Aquatic center closer to reality

The clock is ticking for Carbondale Park District to reach its goal of raising $625,000 for the city’s new aquatic center.

A grant for $2.5 million was awarded to the Carbondale Park District in October for the specific purpose of building an outdoor swimming pool, said Kathy Renfro, the district’s executive director.

She said the grant is administered by the Illinois Department of Natural Resources and uses federal stimulus money.

“In order to receive the money, we have to raise a match of at least 25 percent,” Renfro said.

Another condition of the grant is that the pool must be operational no more than 30 months from the date the grant was awarded, Renfro said, meaning the pool must be open for business by June 2014.

The site for the new aquatic center will most likely be in the Superblock area near Carbondale Middle School, she said.

Renfro said much of the money will be raised through the park district’s capital campaign, “Make a Splash for Carbondale,” which will officially debut at the May 20 opening of the city’s splash park at Attucks Park.

She said the campaign is emphasizing that donations of any amount are welcome and no amount of money is too small.

The concept for the aquatic center began in 2003, when Carbondale’s human relations council looked at ways to improve relationships among the city’s neighborhoods, she said.

The council decided a community pool was a good way for people to interact, Renfro said, because people communicate easily when they’re relaxed and enjoying the outdoors.

“There’s something different about being there in your bathing suit, playing in the water on a hot summer day,” she said.

Sally Wright, associate director of recreational sports and services programs at SIUC,  was one of the human relations council members who began researching options for a pool in 2004.

She said she and several other members of the council formed a citizen’s advisory committee to the Park District in 2005 with a goal of building a state-of-the-art aquatic center in Carbondale.

Wright said a pool would provide a place for all community members to gather and strike up conversations with people from different socioeconomic, religious and political backgrounds.

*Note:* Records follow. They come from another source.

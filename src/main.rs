use anyhow::Context;
use clap::{Parser, Subcommand};
use robolink::{init_logging, Config, Device, MoveType, OperationOutcome, Pose, PositionPoint};
use std::path::PathBuf;

#[derive(Parser, Debug)]
#[command(name = "robolink", version, about = "Drive configured robots and tools")]
struct Cli {
    /// Configuration file (JSON or TOML)
    #[arg(short, long, global = true)]
    config: Option<PathBuf>,

    #[command(subcommand)]
    command: Command,
}

#[derive(Subcommand, Debug)]
enum Command {
    /// List configured devices
    Devices,
    /// Connect to a device, print its output, then disconnect
    Connect { device: String },
    /// Move a device's pointer
    Move {
        device: String,
        #[arg(allow_negative_numbers = true)]
        x: f64,
        #[arg(allow_negative_numbers = true)]
        y: f64,
        #[arg(allow_negative_numbers = true)]
        z: f64,
        #[arg(default_value_t = 0.0, allow_negative_numbers = true)]
        r: f64,
        #[arg(default_value_t = 0.0, allow_negative_numbers = true)]
        p: f64,
        #[arg(default_value_t = 0.0, allow_negative_numbers = true)]
        w: f64,
        /// Move speed in model units per second
        #[arg(short, long, default_value_t = 100.0)]
        speed: f64,
        /// Exact stop at the target
        #[arg(long)]
        fine: bool,
    },
    /// Fetch charts and states once and print them as JSON
    Telemetry { device: String },
    /// Send `reset_device`
    Reset { device: String },
}

#[tokio::main]
async fn main() -> anyhow::Result<()> {
    init_logging()?;
    tracing::debug!("robolink {} built {}", robolink::VERSION, robolink::BUILD_DATE);

    let cli = Cli::parse();
    let path = match cli.config {
        Some(path) => path,
        None => robolink_settings::default_config_path()?,
    };
    let config = Config::load_or_default(&path)
        .with_context(|| format!("loading {}", path.display()))?;

    match cli.command {
        Command::Devices => {
            if config.devices.is_empty() {
                println!("no devices configured in {}", path.display());
            }
            for device in &config.devices {
                println!("{}\t{}\t{}", device.name, device.kind, device.transport);
            }
        }
        Command::Connect { device } => {
            let device = assemble(&config, &device)?;
            connect(&device).await;
            print_output(&device);
            device.connector().disconnect().wait().await;
        }
        Command::Move {
            device,
            x,
            y,
            z,
            r,
            p,
            w,
            speed,
            fine,
        } => {
            let device = assemble(&config, &device)?;
            if device.settings().update_model {
                connect(&device).await;
            }

            let move_type = if fine { MoveType::Fine } else { MoveType::Linear };
            let point = PositionPoint::new(Pose::new(x, y, z, r, p, w), move_type, speed);
            let handle = device.controller().move_to(point).await;

            let result = tokio::select! {
                result = handle.wait() => result,
                _ = tokio::signal::ctrl_c() => {
                    device.controller().stop_and_wait().await;
                    handle.result()
                }
            };
            println!("{:?}", result);
            println!("pointer: {}", device.controller().pointer());
            print_output(&device);

            device.shutdown().await;
            device.connector().disconnect().wait().await;
        }
        Command::Telemetry { device } => {
            let device = assemble(&config, &device)?;
            connect(&device).await;
            if !device.telemetry().fetch_initial().await {
                tracing::warn!("{}: no telemetry", device.name());
            }
            println!(
                "{}",
                serde_json::to_string_pretty(&device.telemetry().snapshot())?
            );
            device.connector().disconnect().wait().await;
        }
        Command::Reset { device } => {
            let device = assemble(&config, &device)?;
            connect(&device).await;
            let reset = device.connector().reset_device().await;
            print_output(&device);
            device.connector().disconnect().wait().await;
            if !reset {
                anyhow::bail!("{}: reset failed", device.name());
            }
        }
    }

    Ok(())
}

fn assemble(config: &Config, name: &str) -> anyhow::Result<Device> {
    let settings = config.device(name)?;
    Device::from_settings(settings)
}

async fn connect(device: &Device) {
    match device.connector().connect().wait().await {
        OperationOutcome::Completed(true) => tracing::info!("{}: connected", device.name()),
        outcome => tracing::warn!("{}: not connected ({:?})", device.name(), outcome),
    }
}

fn print_output(device: &Device) {
    for line in device.output().lines() {
        println!("{}", line);
    }
}
//! # Robolink Communication
//!
//! Device protocol and connection handling for Robolink.
//! Provides the text protocol spoken with external device modules, the
//! transports that carry it (subprocess, Unix socket channel, simulated),
//! the connection lifecycle manager and the telemetry poller.

pub mod connector;
pub mod protocol;
pub mod telemetry;
pub mod transport;

pub use connector::{DeviceConnector, OperationHandle, OperationOutcome};
pub use protocol::{
    DeviceCommand, DeviceProtocol, DeviceProtocolClient, ResponseParser, ResponseStatus,
};
pub use telemetry::TelemetryMonitor;
#[cfg(unix)]
pub use transport::ChannelTransport;
pub use transport::{DeviceTransport, NoOpTransport, SubprocessTransport};
//! Telemetry polling
//!
//! Fetches charts and states from a connected device and keeps the latest
//! snapshot. Each successful fetch replaces the stored list as a whole; a
//! failed fetch leaves the previous list in place.

use crate::protocol::DeviceProtocol;
use parking_lot::{Mutex, RwLock};
use robolink_core::{Chart, DeviceEvent, DeviceEventBus, StateItem, TelemetrySnapshot};
use std::sync::Arc;
use std::time::Duration;
use tokio::task::JoinHandle;
use tokio_util::sync::CancellationToken;

struct PollTask {
    token: CancellationToken,
    handle: JoinHandle<()>,
}

/// Telemetry store and poller of one device
pub struct TelemetryMonitor {
    name: String,
    protocol: Arc<dyn DeviceProtocol>,
    snapshot: Arc<RwLock<TelemetrySnapshot>>,
    poll: Mutex<Option<PollTask>>,
    events: Option<DeviceEventBus>,
}

impl TelemetryMonitor {
    /// Create a monitor for the named device
    pub fn new(name: impl Into<String>, protocol: Arc<dyn DeviceProtocol>) -> Self {
        Self {
            name: name.into(),
            protocol,
            snapshot: Arc::new(RwLock::new(TelemetrySnapshot::default())),
            poll: Mutex::new(None),
            events: None,
        }
    }

    /// Publish [`DeviceEvent::TelemetryRefreshed`] after each stored fetch
    pub fn with_events(mut self, events: DeviceEventBus) -> Self {
        self.events = Some(events);
        self
    }

    /// Latest telemetry
    pub fn snapshot(&self) -> TelemetrySnapshot {
        self.snapshot.read().clone()
    }

    /// Latest charts
    pub fn charts(&self) -> Option<Vec<Chart>> {
        self.snapshot.read().charts.clone()
    }

    /// Latest states
    pub fn states(&self) -> Option<Vec<StateItem>> {
        self.snapshot.read().states.clone()
    }

    /// Drop all stored telemetry
    pub fn clear(&self) {
        *self.snapshot.write() = TelemetrySnapshot::default();
    }

    /// Fetch the full chart and state sets
    pub async fn fetch_initial(&self) -> bool {
        fetch(&self.name, self.protocol.as_ref(), &self.snapshot, &self.events, true).await
    }

    /// Fetch charts and states changed since the last fetch
    pub async fn refresh(&self) -> bool {
        fetch(&self.name, self.protocol.as_ref(), &self.snapshot, &self.events, false).await
    }

    /// Start polling: one initial fetch, then an update every `interval`
    ///
    /// Replaces a running poll loop.
    pub fn start(&self, interval: Duration) {
        self.stop();

        let token = CancellationToken::new();
        let name = self.name.clone();
        let protocol = self.protocol.clone();
        let snapshot = self.snapshot.clone();
        let events = self.events.clone();
        let loop_token = token.clone();

        let handle = tokio::spawn(async move {
            tracing::debug!("{}: telemetry polling every {:?}", name, interval);
            fetch(&name, protocol.as_ref(), &snapshot, &events, true).await;

            loop {
                tokio::select! {
                    _ = loop_token.cancelled() => break,
                    _ = tokio::time::sleep(interval) => {}
                }
                fetch(&name, protocol.as_ref(), &snapshot, &events, false).await;
            }
            tracing::debug!("{}: telemetry polling stopped", name);
        });

        *self.poll.lock() = Some(PollTask { token, handle });
    }

    /// Whether a poll loop is running
    pub fn is_polling(&self) -> bool {
        self.poll
            .lock()
            .as_ref()
            .is_some_and(|task| !task.handle.is_finished())
    }

    /// Stop the poll loop without waiting for it
    pub fn stop(&self) {
        if let Some(task) = self.poll.lock().take() {
            task.token.cancel();
        }
    }

    /// Stop the poll loop and wait until it has exited
    pub async fn stop_and_wait(&self) {
        let task = self.poll.lock().take();
        if let Some(task) = task {
            task.token.cancel();
            let _ = task.handle.await;
        }
    }
}

impl Drop for TelemetryMonitor {
    fn drop(&mut self) {
        self.stop();
    }
}

async fn fetch(
    name: &str,
    protocol: &dyn DeviceProtocol,
    snapshot: &RwLock<TelemetrySnapshot>,
    events: &Option<DeviceEventBus>,
    initial: bool,
) -> bool {
    let charts = protocol.charts(initial).await;
    let states = protocol.states(initial).await;
    let updated = charts.is_some() || states.is_some();

    {
        let mut snapshot = snapshot.write();
        if let Some(charts) = charts {
            snapshot.charts = Some(charts);
        }
        if let Some(states) = states {
            snapshot.states = Some(states);
        }
    }

    if updated {
        tracing::trace!("{}: telemetry updated", name);
        if let Some(events) = events {
            events.emit(DeviceEvent::TelemetryRefreshed {
                device: name.to_string(),
            });
        }
    }
    updated
}
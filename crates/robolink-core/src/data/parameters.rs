//! Connection parameters
//!
//! A device module declares an ordered list of named, typed parameters
//! (port, address, speed limits, ...). On the wire only the values travel,
//! in declaration order, as plain string tokens after the `connect` command.

use crate::error::DecodeError;
use serde::{Deserialize, Serialize};

/// Type tag of a connection parameter
#[derive(Debug, Clone, Copy, PartialEq, Eq, Hash, Serialize, Deserialize)]
#[serde(rename_all = "lowercase")]
pub enum ParameterType {
    /// Free text
    String,
    /// Signed integer
    Int,
    /// Floating point number
    Float,
    /// `true` / `false`
    Bool,
}

/// Typed value of a connection parameter
#[derive(Debug, Clone, PartialEq, Serialize, Deserialize)]
#[serde(tag = "type", content = "value", rename_all = "lowercase")]
pub enum ParameterValue {
    /// Free text
    String(String),
    /// Signed integer
    Int(i64),
    /// Floating point number
    Float(f64),
    /// Boolean flag
    Bool(bool),
}

impl ParameterValue {
    /// Type tag of this value
    pub fn parameter_type(&self) -> ParameterType {
        match self {
            Self::String(_) => ParameterType::String,
            Self::Int(_) => ParameterType::Int,
            Self::Float(_) => ParameterType::Float,
            Self::Bool(_) => ParameterType::Bool,
        }
    }

    /// Parse a wire token as a value of the given type
    pub fn parse(kind: ParameterType, token: &str) -> Option<Self> {
        match kind {
            ParameterType::String => Some(Self::String(token.to_string())),
            ParameterType::Int => token.trim().parse().ok().map(Self::Int),
            ParameterType::Float => token.trim().parse().ok().map(Self::Float),
            ParameterType::Bool => match token.trim() {
                "true" => Some(Self::Bool(true)),
                "false" => Some(Self::Bool(false)),
                _ => None,
            },
        }
    }
}

impl std::fmt::Display for ParameterValue {
    fn fmt(&self, f: &mut std::fmt::Formatter<'_>) -> std::fmt::Result {
        match self {
            Self::String(s) => write!(f, "{}", s),
            Self::Int(i) => write!(f, "{}", i),
            Self::Float(v) => write!(f, "{}", v),
            Self::Bool(b) => write!(f, "{}", b),
        }
    }
}

/// Named connection parameter
#[derive(Debug, Clone, PartialEq, Serialize, Deserialize)]
pub struct ConnectionParameter {
    /// Parameter name
    pub name: String,
    /// Parameter value
    pub value: ParameterValue,
}

impl ConnectionParameter {
    /// Create a new connection parameter
    pub fn new(name: impl Into<String>, value: ParameterValue) -> Self {
        Self {
            name: name.into(),
            value,
        }
    }

    /// Flatten parameters into wire tokens, preserving order
    pub fn to_wire(parameters: &[Self]) -> Vec<String> {
        parameters.iter().map(|p| p.value.to_string()).collect()
    }

    /// Rebuild parameters from wire tokens using `template` for names and types
    ///
    /// Fails as a whole when the token count differs from the template or
    /// when any token does not parse as its declared type.
    pub fn from_wire(template: &[Self], tokens: &[String]) -> Result<Vec<Self>, DecodeError> {
        if template.len() != tokens.len() {
            return Err(DecodeError::ParameterCount {
                expected: template.len(),
                actual: tokens.len(),
            });
        }

        template
            .iter()
            .zip(tokens)
            .map(|(param, token)| {
                ParameterValue::parse(param.value.parameter_type(), token)
                    .map(|value| Self::new(param.name.clone(), value))
                    .ok_or_else(|| DecodeError::Parameter {
                        name: param.name.clone(),
                        value: token.clone(),
                    })
            })
            .collect()
    }
}

#[cfg(test)]
mod tests {
    use super::*;

    fn template() -> Vec<ConnectionParameter> {
        vec![
            ConnectionParameter::new("address", ParameterValue::String("192.168.0.10".into())),
            ConnectionParameter::new("port", ParameterValue::Int(502)),
            ConnectionParameter::new("speed_scale", ParameterValue::Float(0.5)),
            ConnectionParameter::new("simulate", ParameterValue::Bool(false)),
        ]
    }

    #[test]
    fn test_to_wire_preserves_order() {
        assert_eq!(
            ConnectionParameter::to_wire(&template()),
            vec!["192.168.0.10", "502", "0.5", "false"]
        );
    }

    #[test]
    fn test_from_wire_restores_parameters() {
        let params = template();
        let tokens = ConnectionParameter::to_wire(&params);
        assert_eq!(ConnectionParameter::from_wire(&params, &tokens).unwrap(), params);
    }

    #[test]
    fn test_from_wire_rejects_bad_values() {
        let tokens: Vec<String> = ["10.0.0.1", "port", "1.0", "true"]
            .iter()
            .map(|s| s.to_string())
            .collect();
        assert_eq!(
            ConnectionParameter::from_wire(&template(), &tokens),
            Err(DecodeError::Parameter {
                name: "port".to_string(),
                value: "port".to_string()
            })
        );

        assert_eq!(
            ConnectionParameter::from_wire(&template(), &tokens[..2]),
            Err(DecodeError::ParameterCount {
                expected: 4,
                actual: 2
            })
        );
    }
}
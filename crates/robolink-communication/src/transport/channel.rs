//! Persistent channel transport
//!
//! Talks to a long-running module process over a Unix domain socket. Each
//! request opens a fresh connection, writes a single newline-terminated
//! frame of space-separated arguments, closes its write half and reads until
//! the peer closes the connection.

use super::{non_empty, DeviceTransport};
use async_trait::async_trait;
use robolink_core::ConnectionError;
use std::path::{Path, PathBuf};
use tokio::io::{AsyncReadExt, AsyncWriteExt};
use tokio::net::UnixStream;

/// Transport over a Unix domain socket at an explicit path
#[derive(Debug, Clone)]
pub struct ChannelTransport {
    path: PathBuf,
}

impl ChannelTransport {
    /// Create a transport for the socket at `path`
    pub fn new(path: impl Into<PathBuf>) -> Self {
        Self { path: path.into() }
    }

    /// Socket path
    pub fn path(&self) -> &Path {
        &self.path
    }

    /// Frame sent for an argument list
    pub fn frame(args: &[String]) -> String {
        format!("{}\n", args.join(" "))
    }

    async fn exchange(&self, args: &[String]) -> std::io::Result<String> {
        let mut stream = UnixStream::connect(&self.path).await?;
        stream.write_all(Self::frame(args).as_bytes()).await?;
        stream.shutdown().await?;

        let mut response = String::new();
        stream.read_to_string(&mut response).await?;
        Ok(response)
    }
}

#[async_trait]
impl DeviceTransport for ChannelTransport {
    async fn request(&self, args: &[String]) -> Result<String, ConnectionError> {
        let endpoint = self.endpoint();
        let text = self
            .exchange(args)
            .await
            .map_err(|e| ConnectionError::ChannelIo {
                endpoint: endpoint.clone(),
                reason: e.to_string(),
            })?;
        non_empty(&endpoint, text)
    }

    fn endpoint(&self) -> String {
        self.path.display().to_string()
    }
}
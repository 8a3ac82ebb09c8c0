//! Poses and motion targets

use serde::{Deserialize, Serialize};

/// Location and orientation of a device element
///
/// Location is `(x, y, z)`, rotation is `(r, p, w)`. The wire form is the six
/// components separated by single spaces, always in that order.
#[derive(Debug, Clone, Copy, PartialEq, Default, Serialize, Deserialize)]
pub struct Pose {
    /// X location
    pub x: f64,
    /// Y location
    pub y: f64,
    /// Z location
    pub z: f64,
    /// Roll
    pub r: f64,
    /// Pitch
    pub p: f64,
    /// Yaw
    pub w: f64,
}

impl Pose {
    /// Number of components in a pose
    pub const COMPONENTS: usize = 6;

    /// Create a pose from its six components
    pub const fn new(x: f64, y: f64, z: f64, r: f64, p: f64, w: f64) -> Self {
        Self { x, y, z, r, p, w }
    }

    /// Create a pose from components ordered `x y z r p w`
    pub const fn from_components(c: [f64; 6]) -> Self {
        Self::new(c[0], c[1], c[2], c[3], c[4], c[5])
    }

    /// Components ordered `x y z r p w`
    pub fn components(&self) -> [f64; 6] {
        [self.x, self.y, self.z, self.r, self.p, self.w]
    }

    /// Location part
    pub fn location(&self) -> [f64; 3] {
        [self.x, self.y, self.z]
    }

    /// Rotation part
    pub fn rotation(&self) -> [f64; 3] {
        [self.r, self.p, self.w]
    }

    /// Six wire tokens, one per component
    pub fn to_tokens(&self) -> Vec<String> {
        self.components().iter().map(|c| c.to_string()).collect()
    }
}

impl std::fmt::Display for Pose {
    fn fmt(&self, f: &mut std::fmt::Formatter<'_>) -> std::fmt::Result {
        write!(
            f,
            "{} {} {} {} {} {}",
            self.x, self.y, self.z, self.r, self.p, self.w
        )
    }
}

/// How the device approaches a target point
#[derive(Debug, Clone, Copy, PartialEq, Eq, Hash, Default, Serialize, Deserialize)]
#[serde(rename_all = "lowercase")]
pub enum MoveType {
    /// Straight-line motion
    #[default]
    Linear,
    /// Exact stop at the target
    Fine,
}

/// Target of a motion request
///
/// Immutable once built: a motion request works on its own copy.
#[derive(Debug, Clone, Copy, PartialEq, Serialize, Deserialize)]
pub struct PositionPoint {
    #[serde(flatten)]
    pose: Pose,
    move_type: MoveType,
    move_speed: f64,
}

impl PositionPoint {
    /// Create a new position point
    pub fn new(pose: Pose, move_type: MoveType, move_speed: f64) -> Self {
        Self {
            pose,
            move_type,
            move_speed,
        }
    }

    /// Target pose
    pub fn pose(&self) -> Pose {
        self.pose
    }

    /// Approach type
    pub fn move_type(&self) -> MoveType {
        self.move_type
    }

    /// Speed in location units (or rotation units) per second
    pub fn move_speed(&self) -> f64 {
        self.move_speed
    }

    /// Compact JSON used by the `move_to` command
    pub fn to_json(&self) -> serde_json::Result<String> {
        serde_json::to_string(self)
    }
}
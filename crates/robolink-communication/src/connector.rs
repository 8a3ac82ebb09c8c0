//! Connection lifecycle
//!
//! [`DeviceConnector`] owns the connection flags of one device object and
//! runs connect / disconnect as background tasks. The two operations cancel
//! each other: whichever was issued last decides the final state. A
//! superseded operation still lets its in-flight request finish, but its
//! completion no longer touches the flags.

use crate::protocol::DeviceProtocol;
use parking_lot::{Mutex, RwLock};
use robolink_core::{
    ConnectionParameter, ConnectionStatus, DeviceEvent, DeviceEventBus, OutputBuffer,
};
use std::sync::Arc;
use tokio::sync::watch;
use tokio_util::sync::CancellationToken;

/// Final result of a lifecycle operation
#[derive(Debug, Clone, Copy, PartialEq, Eq)]
pub enum OperationOutcome {
    /// The operation ran; carries the endpoint's success flag
    Completed(bool),
    /// Nothing to do (already connected, already pending, or not connected)
    Skipped,
    /// Cancelled or overtaken by a later operation
    Superseded,
}

/// Handle to a running lifecycle operation
///
/// Cloneable; every clone observes the same outcome.
#[derive(Debug, Clone)]
pub struct OperationHandle {
    token: CancellationToken,
    outcome: watch::Receiver<Option<OperationOutcome>>,
}

impl OperationHandle {
    fn finished(outcome: OperationOutcome) -> Self {
        let (_tx, rx) = watch::channel(Some(outcome));
        Self {
            token: CancellationToken::new(),
            outcome: rx,
        }
    }

    /// Request cancellation
    ///
    /// The operation's request, if already sent, still completes; its result
    /// is then discarded.
    pub fn cancel(&self) {
        self.token.cancel();
    }

    /// Outcome if the operation has finished
    pub fn outcome(&self) -> Option<OperationOutcome> {
        *self.outcome.borrow()
    }

    /// Whether the operation has finished
    pub fn is_finished(&self) -> bool {
        self.outcome().is_some()
    }

    /// Wait for the operation to finish
    pub async fn wait(&self) -> OperationOutcome {
        let mut rx = self.outcome.clone();
        loop {
            if let Some(outcome) = *rx.borrow_and_update() {
                return outcome;
            }
            if rx.changed().await.is_err() {
                // Task dropped without reporting
                return (*rx.borrow()).unwrap_or(OperationOutcome::Superseded);
            }
        }
    }
}

/// Flags plus bookkeeping of in-flight operations
///
/// `generation` advances whenever an operation starts or is cancelled; a
/// task only applies its result while the generation is still its own.
#[derive(Default)]
struct LifecycleState {
    status: ConnectionStatus,
    generation: u64,
    pending_connect: Option<CancellationToken>,
    pending_disconnect: Option<CancellationToken>,
}

impl LifecycleState {
    fn cancel_connect(&mut self) -> bool {
        self.pending_connect
            .take()
            .map(|token| token.cancel())
            .is_some()
    }

    fn cancel_disconnect(&mut self) -> bool {
        self.pending_disconnect
            .take()
            .map(|token| token.cancel())
            .is_some()
    }

    fn begin(&mut self) -> (u64, CancellationToken) {
        self.generation += 1;
        (self.generation, CancellationToken::new())
    }
}

/// Connection lifecycle manager of one device object
pub struct DeviceConnector {
    name: String,
    protocol: Arc<dyn DeviceProtocol>,
    parameters: RwLock<Vec<ConnectionParameter>>,
    state: Arc<Mutex<LifecycleState>>,
    events: Option<DeviceEventBus>,
}

impl DeviceConnector {
    /// Create a connector for the named device
    pub fn new(name: impl Into<String>, protocol: Arc<dyn DeviceProtocol>) -> Self {
        Self {
            name: name.into(),
            protocol,
            parameters: RwLock::new(Vec::new()),
            state: Arc::new(Mutex::new(LifecycleState::default())),
            events: None,
        }
    }

    /// Publish [`DeviceEvent::StateChanged`] on every flag change
    pub fn with_events(mut self, events: DeviceEventBus) -> Self {
        self.events = Some(events);
        self
    }

    /// Set the connection parameters sent with `connect`
    pub fn with_parameters(self, parameters: Vec<ConnectionParameter>) -> Self {
        *self.parameters.write() = parameters;
        self
    }

    /// Device name
    pub fn name(&self) -> &str {
        &self.name
    }

    /// Protocol used for all requests
    pub fn protocol(&self) -> &Arc<dyn DeviceProtocol> {
        &self.protocol
    }

    /// Device output buffer
    pub fn output(&self) -> &OutputBuffer {
        self.protocol.output()
    }

    /// Current connection parameters
    pub fn parameters(&self) -> Vec<ConnectionParameter> {
        self.parameters.read().clone()
    }

    /// Replace the connection parameters used by the next `connect`
    pub fn set_parameters(&self, parameters: Vec<ConnectionParameter>) {
        *self.parameters.write() = parameters;
    }

    /// Snapshot of the connection flags
    pub fn status(&self) -> ConnectionStatus {
        self.state.lock().status
    }

    /// Whether the device is connected
    pub fn is_connected(&self) -> bool {
        self.status().connected
    }

    /// Whether a lifecycle operation is in flight
    pub fn is_connecting(&self) -> bool {
        self.status().connecting
    }

    /// Whether the last connect attempt failed
    pub fn has_failure(&self) -> bool {
        self.status().failure
    }

    /// Connect to the external device
    ///
    /// Does nothing when already connected or when a connect is already in
    /// flight. Otherwise cancels a pending disconnect and starts a new
    /// connect; `connected` and `failure` are set from its result.
    pub fn connect(&self) -> OperationHandle {
        let (generation, token, status) = {
            let mut state = self.state.lock();
            if state.status.connected || state.pending_connect.is_some() {
                tracing::debug!("{}: connect skipped", self.name);
                return OperationHandle::finished(OperationOutcome::Skipped);
            }

            state.cancel_disconnect();
            let (generation, token) = state.begin();
            state.status.failure = false;
            state.status.connecting = true;
            state.pending_connect = Some(token.clone());
            (generation, token, state.status)
        };
        self.publish(status);
        tracing::info!("{}: connecting", self.name);

        let (tx, rx) = watch::channel(None);
        let protocol = self.protocol.clone();
        let parameters = self.parameters();
        let state = self.state.clone();
        let events = self.events.clone();
        let name = self.name.clone();
        let task_token = token.clone();

        tokio::spawn(async move {
            let connected = protocol.connect(&parameters).await;

            let (outcome, status) = {
                let mut state = state.lock();
                if state.generation != generation {
                    (OperationOutcome::Superseded, None)
                } else {
                    state.pending_connect = None;
                    state.status.connecting = false;
                    if task_token.is_cancelled() {
                        (OperationOutcome::Superseded, Some(state.status))
                    } else {
                        state.status.connected = connected;
                        state.status.failure = !connected;
                        (OperationOutcome::Completed(connected), Some(state.status))
                    }
                }
            };

            if let (Some(status), Some(events)) = (status, &events) {
                events.emit(DeviceEvent::StateChanged {
                    device: name.clone(),
                    status,
                });
            }
            match outcome {
                OperationOutcome::Completed(true) => tracing::info!("{}: connected", name),
                OperationOutcome::Completed(false) => {
                    tracing::warn!("{}: connection failed", name)
                }
                _ => tracing::debug!("{}: connect superseded", name),
            }
            let _ = tx.send(Some(outcome));
        });

        OperationHandle { token, outcome: rx }
    }

    /// Disconnect from the external device
    ///
    /// Cancels a pending connect first. When connected, the flags drop to
    /// disconnected immediately while the remote disconnect request runs in
    /// the background; `connecting` stays set until it returns.
    pub fn disconnect(&self) -> OperationHandle {
        let (generation, token, status) = {
            let mut state = self.state.lock();
            let cancelled = state.cancel_connect();
            if cancelled {
                state.generation += 1;
                state.status.connecting = false;
                tracing::info!("{}: pending connect cancelled", self.name);
            }

            if !state.status.connected {
                let status = state.status;
                drop(state);
                if cancelled {
                    self.publish(status);
                }
                return OperationHandle::finished(OperationOutcome::Skipped);
            }

            state.cancel_disconnect();
            let (generation, token) = state.begin();
            state.status.connecting = true;
            state.status.connected = false;
            state.status.failure = false;
            state.pending_disconnect = Some(token.clone());
            (generation, token, state.status)
        };
        self.publish(status);
        tracing::info!("{}: disconnecting", self.name);

        let (tx, rx) = watch::channel(None);
        let protocol = self.protocol.clone();
        let state = self.state.clone();
        let events = self.events.clone();
        let name = self.name.clone();
        let task_token = token.clone();

        tokio::spawn(async move {
            let acknowledged = protocol.disconnect().await;
            if !acknowledged {
                tracing::warn!("{}: device did not acknowledge disconnect", name);
            }

            let (outcome, status) = {
                let mut state = state.lock();
                if state.generation != generation {
                    (OperationOutcome::Superseded, None)
                } else {
                    state.pending_disconnect = None;
                    state.status.connecting = false;
                    if task_token.is_cancelled() {
                        (OperationOutcome::Superseded, Some(state.status))
                    } else {
                        (OperationOutcome::Completed(acknowledged), Some(state.status))
                    }
                }
            };

            if let (Some(status), Some(events)) = (status, &events) {
                events.emit(DeviceEvent::StateChanged {
                    device: name.clone(),
                    status,
                });
            }
            let _ = tx.send(Some(outcome));
        });

        OperationHandle { token, outcome: rx }
    }

    /// Ask the device to return to its initial state
    ///
    /// The device's status message is appended to the output.
    pub async fn reset_device(&self) -> bool {
        tracing::info!("{}: resetting device", self.name);
        self.protocol.reset_device().await
    }

    fn publish(&self, status: ConnectionStatus) {
        if let Some(events) = &self.events {
            events.emit(DeviceEvent::StateChanged {
                device: self.name.clone(),
                status,
            });
        }
    }
}

impl std::fmt::Debug for DeviceConnector {
    fn fmt(&self, f: &mut std::fmt::Formatter<'_>) -> std::fmt::Result {
        f.debug_struct("DeviceConnector")
            .field("name", &self.name)
            .field("status", &self.status())
            .finish()
    }
}

#[cfg(test)]
mod tests {
    use super::*;

    #[tokio::test]
    async fn test_finished_handle_reports_outcome() {
        let handle = OperationHandle::finished(OperationOutcome::Skipped);
        assert!(handle.is_finished());
        assert_eq!(handle.wait().await, OperationOutcome::Skipped);
        assert_eq!(handle.clone().wait().await, OperationOutcome::Skipped);
    }

    #[test]
    fn test_lifecycle_generation_advances() {
        let mut state = LifecycleState::default();
        let (first, _) = state.begin();
        let (second, _) = state.begin();
        assert!(second > first);
        assert!(!state.cancel_connect());
    }
}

“We all float the same,” she said.

Wright said she thinks raising the money will be a challenge, but she believes the community is up to the task.

She said during the past 40 years, the city has tried periodically to build a community swimming pool.

“I’m really excited about what lies ahead,” she said. “This, to me, is the closest we’ve ever come to feeling like we were really going to accomplish this.”

Rick Erickson, vice president of the park district’s board, said raising money through the capital campaign and seeking contractors’ requests for proposal to build the aquatic center would happen simultaneously.

He said despite past problems with building a community pool, which included arguments made by citizens who thought a pool would be too great of an expense, the board is going to move forward and aggressively seek donations.

He said the new aquatic center will become a destination for people in the region as well as a place for Carbondale’s residents to enjoy.

Renfro said most likely people living within the park district will pay lower fees than those outside of the district to use the aquatic center, but that it will be important for everyone in southern Illinois to have access to the proposed facility.

“If people engage, they will have a healthier lifestyle — both mental and physical health will increase from outdoor activity,” she said.